+++ Available records +++

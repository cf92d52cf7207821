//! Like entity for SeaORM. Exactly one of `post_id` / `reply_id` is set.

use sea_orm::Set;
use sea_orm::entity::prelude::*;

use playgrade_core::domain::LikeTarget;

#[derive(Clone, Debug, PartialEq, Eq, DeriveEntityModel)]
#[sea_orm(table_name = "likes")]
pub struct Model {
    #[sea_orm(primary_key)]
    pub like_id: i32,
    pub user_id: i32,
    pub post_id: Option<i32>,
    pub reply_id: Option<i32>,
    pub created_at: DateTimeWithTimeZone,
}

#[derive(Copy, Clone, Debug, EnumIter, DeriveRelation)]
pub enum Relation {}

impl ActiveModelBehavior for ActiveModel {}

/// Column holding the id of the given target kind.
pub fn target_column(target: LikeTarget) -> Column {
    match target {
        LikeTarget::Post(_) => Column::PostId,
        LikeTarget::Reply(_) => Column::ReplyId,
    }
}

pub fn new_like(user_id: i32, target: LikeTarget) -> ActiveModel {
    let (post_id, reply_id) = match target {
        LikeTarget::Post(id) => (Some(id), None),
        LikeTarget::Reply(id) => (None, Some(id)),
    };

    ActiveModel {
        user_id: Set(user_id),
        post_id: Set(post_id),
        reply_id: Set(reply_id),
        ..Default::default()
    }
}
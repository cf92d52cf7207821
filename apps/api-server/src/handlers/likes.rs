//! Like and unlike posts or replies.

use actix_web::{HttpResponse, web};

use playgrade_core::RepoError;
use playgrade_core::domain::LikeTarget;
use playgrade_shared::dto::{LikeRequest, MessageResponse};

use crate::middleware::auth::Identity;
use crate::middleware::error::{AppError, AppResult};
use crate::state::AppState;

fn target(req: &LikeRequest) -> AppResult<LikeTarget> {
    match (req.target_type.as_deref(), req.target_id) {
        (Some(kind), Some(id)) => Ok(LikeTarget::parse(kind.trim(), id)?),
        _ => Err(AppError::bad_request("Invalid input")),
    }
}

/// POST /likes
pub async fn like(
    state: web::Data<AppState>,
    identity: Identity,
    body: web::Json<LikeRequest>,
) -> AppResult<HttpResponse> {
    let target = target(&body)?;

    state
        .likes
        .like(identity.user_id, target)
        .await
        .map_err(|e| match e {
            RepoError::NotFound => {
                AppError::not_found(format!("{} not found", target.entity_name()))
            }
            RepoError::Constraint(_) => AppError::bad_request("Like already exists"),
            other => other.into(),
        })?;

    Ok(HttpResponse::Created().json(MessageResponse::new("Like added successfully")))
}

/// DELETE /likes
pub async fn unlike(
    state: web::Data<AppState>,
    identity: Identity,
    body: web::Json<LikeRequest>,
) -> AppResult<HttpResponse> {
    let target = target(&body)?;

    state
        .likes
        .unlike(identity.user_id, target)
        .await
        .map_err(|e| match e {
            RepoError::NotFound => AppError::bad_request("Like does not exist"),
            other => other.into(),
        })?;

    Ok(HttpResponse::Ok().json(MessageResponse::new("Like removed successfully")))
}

+++
+++ Available records +++

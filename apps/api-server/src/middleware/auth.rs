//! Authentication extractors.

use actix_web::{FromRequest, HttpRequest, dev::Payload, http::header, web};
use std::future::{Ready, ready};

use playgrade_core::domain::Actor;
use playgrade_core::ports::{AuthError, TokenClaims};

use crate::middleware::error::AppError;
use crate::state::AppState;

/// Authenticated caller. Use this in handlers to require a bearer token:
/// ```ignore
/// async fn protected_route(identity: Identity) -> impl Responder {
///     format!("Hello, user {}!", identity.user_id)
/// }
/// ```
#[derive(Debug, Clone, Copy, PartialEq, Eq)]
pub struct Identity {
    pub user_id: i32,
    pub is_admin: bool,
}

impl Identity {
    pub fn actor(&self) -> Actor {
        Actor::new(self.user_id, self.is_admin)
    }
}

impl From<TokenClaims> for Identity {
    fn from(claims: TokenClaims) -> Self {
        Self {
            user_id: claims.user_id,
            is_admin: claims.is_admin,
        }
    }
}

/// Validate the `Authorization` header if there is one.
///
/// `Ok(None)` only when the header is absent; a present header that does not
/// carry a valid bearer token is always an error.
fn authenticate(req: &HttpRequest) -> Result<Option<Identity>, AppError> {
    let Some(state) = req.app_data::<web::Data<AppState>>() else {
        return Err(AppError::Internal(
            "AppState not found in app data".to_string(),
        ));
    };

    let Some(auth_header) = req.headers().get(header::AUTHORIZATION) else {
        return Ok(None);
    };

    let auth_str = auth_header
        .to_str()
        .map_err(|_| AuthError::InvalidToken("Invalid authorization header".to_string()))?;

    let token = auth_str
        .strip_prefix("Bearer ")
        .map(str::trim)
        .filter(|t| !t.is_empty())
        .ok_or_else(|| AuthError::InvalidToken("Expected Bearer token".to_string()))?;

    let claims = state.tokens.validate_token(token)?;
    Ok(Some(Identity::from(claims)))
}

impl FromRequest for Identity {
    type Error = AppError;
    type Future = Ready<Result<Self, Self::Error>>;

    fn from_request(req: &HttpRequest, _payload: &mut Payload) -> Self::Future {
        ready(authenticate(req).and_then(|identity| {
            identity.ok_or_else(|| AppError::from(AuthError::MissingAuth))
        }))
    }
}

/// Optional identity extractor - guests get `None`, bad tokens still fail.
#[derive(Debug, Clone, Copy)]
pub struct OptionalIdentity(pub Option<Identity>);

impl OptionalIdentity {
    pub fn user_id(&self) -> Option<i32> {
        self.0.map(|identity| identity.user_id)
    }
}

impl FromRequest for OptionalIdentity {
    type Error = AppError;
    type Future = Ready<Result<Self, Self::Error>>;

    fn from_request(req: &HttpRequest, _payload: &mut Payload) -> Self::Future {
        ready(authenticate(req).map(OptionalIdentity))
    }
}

+++

#### Brief:
The answer should be a single number giving how many lines in the records hold the word "FromRequest".

#### The answer:
3